Incorporated fixes suggested by Li Zefan. Please consider for net-next-2.6. This patch provides a simple resource controller (cgroup_tc) based on the cgroups infrastructure to manage network traffic. The cgroup_tc resource controller can be used to schedule and shape traffic belonging to the task(s) in a particular cgroup. The implementation consists of two parts: 1) A resource controller (cgroup_tc) that is used to associate packets from a particular task belonging to a cgroup with a traffic control class id ( tc_classid). This tc_classid is propagated to all sockets created by tasks in the cgroup and will be used for classifying packets at the link layer. 2) A new traffic control classifier (cls_cgroup) that can classify packets based on the tc_classid field in the socket to specific destination classes. An example of the use of this resource controller would be to limit the traffic from all tasks from a file_server cgroup to 100Mbps.
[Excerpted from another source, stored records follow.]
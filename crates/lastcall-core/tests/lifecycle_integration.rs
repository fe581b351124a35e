//! End-to-end lifecycle scenarios driven with synthetic time.
//!
//! The engine takes every instant as a parameter, so these tests walk the
//! clock explicitly instead of sleeping.

use chrono::{DateTime, Duration, TimeZone, Utc};
use lastcall_core::urgency::classify;
use lastcall_core::{BurialCause, EngineSettings, Event, LifecycleEngine, Urgency};

fn t0() -> DateTime<Utc> {
    Utc.with_ymd_and_hms(2026, 3, 1, 12, 0, 0).unwrap()
}

fn engine() -> LifecycleEngine {
    LifecycleEngine::new(EngineSettings::default())
}

fn create_at(
    engine: &mut LifecycleEngine,
    name: &str,
    duration: Duration,
    now: DateTime<Utc>,
) -> String {
    match engine.create(name, duration, now).unwrap() {
        Event::TaskCreated { task, .. } => task.id,
        other => panic!("expected TaskCreated, got {other:?}"),
    }
}

fn assert_disjoint(engine: &LifecycleEngine, now: DateTime<Utc>) {
    let snap = engine.snapshot(now);
    for task in &snap.tasks {
        assert!(
            !snap.graveyard.iter().any(|g| g.id == task.id),
            "id {} present in both stores",
            task.id
        );
    }
}

#[test]
fn twenty_minute_task_urgency_walk() {
    let deadline = t0() + Duration::minutes(20);
    assert_eq!(classify(deadline, t0()), Urgency::Elevated);
    assert_eq!(classify(deadline, t0() + Duration::minutes(5)), Urgency::Critical);
    assert_eq!(classify(deadline, t0() + Duration::minutes(19)), Urgency::Terminal);
    assert_eq!(classify(deadline, t0() + Duration::minutes(25)), Urgency::Terminal);
}

#[test]
fn expiration_migrates_through_the_settle_delay() {
    let mut engine = engine();
    let id = create_at(&mut engine, "report", Duration::seconds(100), t0());

    let lapse = t0() + Duration::seconds(100);
    let events = engine.tick(lapse);
    assert!(matches!(events.as_slice(), [Event::TaskExpiring { .. }]));
    // Still active during the settle window, flagged as expiring.
    let snap = engine.snapshot(lapse);
    assert_eq!(snap.tasks.len(), 1);
    assert!(snap.tasks[0].expiring);
    assert!(snap.graveyard.is_empty());

    let settled = lapse + Duration::milliseconds(300);
    let events = engine.tick(settled);
    match events.as_slice() {
        [Event::TaskBuried { entry, cause, .. }] => {
            assert_eq!(entry.id, id);
            assert_eq!(*cause, BurialCause::Expired);
            assert_eq!(entry.expired_at, settled);
        }
        other => panic!("expected a single TaskBuried, got {other:?}"),
    }
    assert!(engine.active().is_empty());
    assert!(engine.graveyard().contains(&id));
    assert_eq!(engine.counters().expired, 1);
    assert_eq!(engine.counters().streak, 0);
    assert_disjoint(&engine, settled);
}

#[test]
fn zero_duration_task_expires_on_the_first_tick() {
    let mut engine = engine();
    let id = create_at(&mut engine, "immediate", Duration::zero(), t0());
    assert!(matches!(
        engine.tick(t0()).as_slice(),
        [Event::TaskExpiring { .. }]
    ));
    engine.tick(t0() + Duration::milliseconds(300));
    assert!(engine.graveyard().contains(&id));
}

#[test]
fn retention_window_boundary() {
    let mut engine = engine();
    let id = create_at(&mut engine, "t", Duration::minutes(30), t0());
    engine.delete(&id, t0());

    let almost = t0() + Duration::hours(23) + Duration::minutes(59);
    assert!(engine.tick(almost).is_empty());
    assert!(engine.graveyard().contains(&id));

    let elapsed = t0() + Duration::hours(24) + Duration::seconds(1);
    let events = engine.tick(elapsed);
    assert!(matches!(events.as_slice(), [Event::GraveEvicted { .. }]));
    assert!(engine.graveyard().is_empty());
}

#[test]
fn eviction_fires_exactly_at_the_boundary() {
    let mut engine = engine();
    let id = create_at(&mut engine, "t", Duration::minutes(30), t0());
    engine.delete(&id, t0());
    let events = engine.tick(t0() + Duration::hours(24));
    assert!(matches!(events.as_slice(), [Event::GraveEvicted { .. }]));
}

#[test]
fn resurrection_preserves_duration_not_deadline() {
    let mut engine = engine();
    let id = create_at(&mut engine, "t", Duration::minutes(30), t0());
    engine.delete(&id, t0());

    let hold_start = t0() + Duration::hours(1);
    assert!(engine.begin_hold(&id, hold_start));
    let fire = hold_start + Duration::seconds(3);
    let events = engine.tick(fire);
    match events.as_slice() {
        [Event::GraveResurrected { grave_id, task, .. }] => {
            assert_eq!(*grave_id, id);
            assert_ne!(task.id, id);
            assert_eq!(task.created, fire);
            assert_eq!(task.deadline, fire + Duration::minutes(30));
        }
        other => panic!("expected a single GraveResurrected, got {other:?}"),
    }
    assert!(engine.graveyard().is_empty());
    assert_eq!(engine.active().len(), 1);
    assert_disjoint(&engine, fire);
}

#[test]
fn short_hold_release_changes_nothing() {
    let mut engine = engine();
    let id = create_at(&mut engine, "t", Duration::minutes(30), t0());
    engine.delete(&id, t0());

    // Released 2.9 seconds in, before the 3-second timer fires.
    engine.begin_hold(&id, t0());
    assert!(engine.cancel_hold(&id));
    assert!(engine.tick(t0() + Duration::seconds(5)).is_empty());
    assert!(engine.graveyard().contains(&id));
    assert!(engine.active().is_empty());

    // A full hold afterwards still works.
    let restart = t0() + Duration::seconds(10);
    engine.begin_hold(&id, restart);
    let events = engine.tick(restart + Duration::seconds(3));
    assert!(matches!(events.as_slice(), [Event::GraveResurrected { .. }]));
}

#[test]
fn restarting_a_hold_replaces_the_pending_timer() {
    let mut engine = engine();
    let id = create_at(&mut engine, "t", Duration::minutes(30), t0());
    engine.delete(&id, t0());

    engine.begin_hold(&id, t0());
    engine.begin_hold(&id, t0() + Duration::seconds(2));
    // The first timer's due instant passes without firing.
    assert!(engine.tick(t0() + Duration::seconds(3)).is_empty());
    let events = engine.tick(t0() + Duration::seconds(5));
    assert!(matches!(events.as_slice(), [Event::GraveResurrected { .. }]));
}

#[test]
fn eviction_beats_a_hold_due_in_the_same_tick() {
    let mut engine = engine();
    let id = create_at(&mut engine, "t", Duration::minutes(30), t0());
    engine.delete(&id, t0());

    let boundary = t0() + Duration::hours(24);
    engine.begin_hold(&id, boundary - Duration::seconds(3));
    let events = engine.tick(boundary);
    assert!(matches!(events.as_slice(), [Event::GraveEvicted { .. }]));
    assert!(engine.active().is_empty());
    assert!(engine.graveyard().is_empty());
    // The invalidated timer never fires later.
    assert!(engine.tick(boundary + Duration::seconds(10)).is_empty());
}

#[test]
fn completion_before_the_sweep_wins_over_expiration() {
    let mut engine = engine();
    let id = create_at(&mut engine, "t", Duration::seconds(100), t0());

    let lapse = t0() + Duration::seconds(100);
    assert!(engine.complete(&id, lapse).is_some());
    assert!(engine.tick(lapse).is_empty());
    assert!(engine.graveyard().is_empty());
    assert_eq!(engine.counters().completed, 1);
    assert_eq!(engine.counters().expired, 0);
    assert_eq!(engine.counters().streak, 1);
}

#[test]
fn observed_expiration_wins_over_late_completion() {
    let mut engine = engine();
    let id = create_at(&mut engine, "t", Duration::seconds(100), t0());

    let lapse = t0() + Duration::seconds(100);
    engine.tick(lapse);
    assert!(engine.complete(&id, lapse).is_none());
    engine.tick(lapse + Duration::seconds(1));
    assert!(engine.graveyard().contains(&id));
    assert_eq!(engine.counters().completed, 0);
    assert_eq!(engine.counters().expired, 1);
}

#[test]
fn complete_and_delete_are_idempotent() {
    let mut engine = engine();
    let a = create_at(&mut engine, "a", Duration::minutes(30), t0());
    let b = create_at(&mut engine, "b", Duration::minutes(30), t0());

    assert!(engine.complete(&a, t0()).is_some());
    assert!(engine.complete(&a, t0()).is_none());
    assert_eq!(engine.counters().completed, 1);

    assert!(engine.delete(&b, t0()).is_some());
    assert!(engine.delete(&b, t0()).is_none());
    assert_eq!(engine.counters().expired, 1);
}

#[test]
fn manual_delete_resets_streak_and_counts_as_failure() {
    let mut engine = engine();
    let a = create_at(&mut engine, "a", Duration::minutes(30), t0());
    engine.complete(&a, t0());
    assert_eq!(engine.counters().streak, 1);

    let b = create_at(&mut engine, "b", Duration::minutes(30), t0());
    engine.delete(&b, t0());
    assert_eq!(engine.counters().streak, 0);
    assert_eq!(engine.snapshot(t0()).success_rate, 0.5);
}

#[test]
fn stores_stay_disjoint_across_a_mixed_scenario() {
    let mut engine = engine();
    let mut now = t0();
    create_at(&mut engine, "short", Duration::seconds(30), now);
    create_at(&mut engine, "long", Duration::hours(3), now);
    let doomed = create_at(&mut engine, "doomed", Duration::minutes(1), now);
    engine.delete(&doomed, now);
    assert_disjoint(&engine, now);

    for _ in 0..130 {
        now += Duration::seconds(1);
        engine.tick(now);
        assert_disjoint(&engine, now);
    }
    // The 30s task expired and settled along the way.
    assert_eq!(engine.active().len(), 1);
    assert_eq!(engine.graveyard().len(), 2);

    engine.begin_hold(&doomed, now);
    now += Duration::seconds(3);
    engine.tick(now);
    assert_disjoint(&engine, now);
    assert_eq!(engine.active().len(), 2);
}

#[test]
fn snapshot_reports_retention_and_remaining() {
    let mut engine = engine();
    let id = create_at(&mut engine, "t", Duration::minutes(30), t0());
    engine.delete(&id, t0());
    let later = t0() + Duration::hours(12);
    let snap = engine.snapshot(later);
    assert_eq!(snap.graveyard.len(), 1);
    assert_eq!(
        snap.graveyard[0].remaining_retention_ms,
        Duration::hours(12).num_milliseconds()
    );
    assert_eq!(
        snap.graveyard[0].original_duration_ms,
        Duration::minutes(30).num_milliseconds()
    );
}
We could achieve this by doing: # make a cgroup of file transfer processes and assign it a arbitrary unique # classid of 0x1234 - this will be used later to direct packets. mkdir -p /dev/cgroup mount -t cgroup tc -otc /dev/cgroup mkdir /dev/cgroup/file_transfer echo 0x1234 > /dev/cgroup/file_transfer/tc.classid echo $PID_OF_FILE_XFER_PROCESS > /dev/cgroup/file_transfer/tasks # Now create a HTB class that rate limits traffic to 100mbits and attach # a filter to direct all traffic from cgroup file_transfer to this new class. tc qdisc add dev eth0 root handle 1: htb tc class add dev eth0 parent 1: classid 1:10 htb rate 100mbit ceil 100mbit tc filter add dev eth0 parent 1: handle 800 protocol ip prio 1 cgroup value 0x1234 classid 1:10 Signed-off-by: Ranjit Manomohan <ranjitm@google.com> --- --
I definitely prefer Thomas Graf's work, this stuff is very ugly and way overengineered. So no, I won't consider for net-next-2.6, sorry. --
Could you be more specific? Thomas' work is almost identical to this (except that he does not store the cgroup id into the socket which is a trivial change which has downsides which I have pointed out). Additionally this approach has only minor modifications to the core networking stack. What portions do you consider ugly and over engineered and what alternative implementations would you prefer? Please see the follow up I have sent to Thomas' proposal about why we need this design approach to handle the inbound case. I'd be ok if you accepted either change since we just want a standard kernel mechanism to do this. -Thanks, --
WRT the inbound case, after some experiments I decided to dismiss the ingress case at all and stick to something as simple as possible for egress. The reason for this is that it is a very expensive operation to associate a packet with a task on classifier level. Taking this cost, it does not add up with the very limited capabilities of ingress shaping. Ingress shaping is best effort at best. It works fairly well with a very limited number of bulk data streams but usualy fails miserably in common congestion situations where a cgroup classifier Agreed. I think your approach is very reasonable but considering the reasons I've given above and in the other thread I found it could be done in a more simple and direct way. --
Could you elaborate on the failure cases? We have found this to be useful in practice to prevent applications from reading large amounts of data off the network so it would be nice if it were supported. -Thanks, --
It works fairly well for a small number of bulk streams when no packets need to be dropped. The results get very inaccurate for higher number of smaller streams when packets start getting dropped. The problem is simply that currently none of the congestion notification mechanism work in (internet) practice. Therefore I think that it is not worth the effort. If you think diffrently, I will be more than glad to review code. So far I haven't seen anything that would work on ingress. --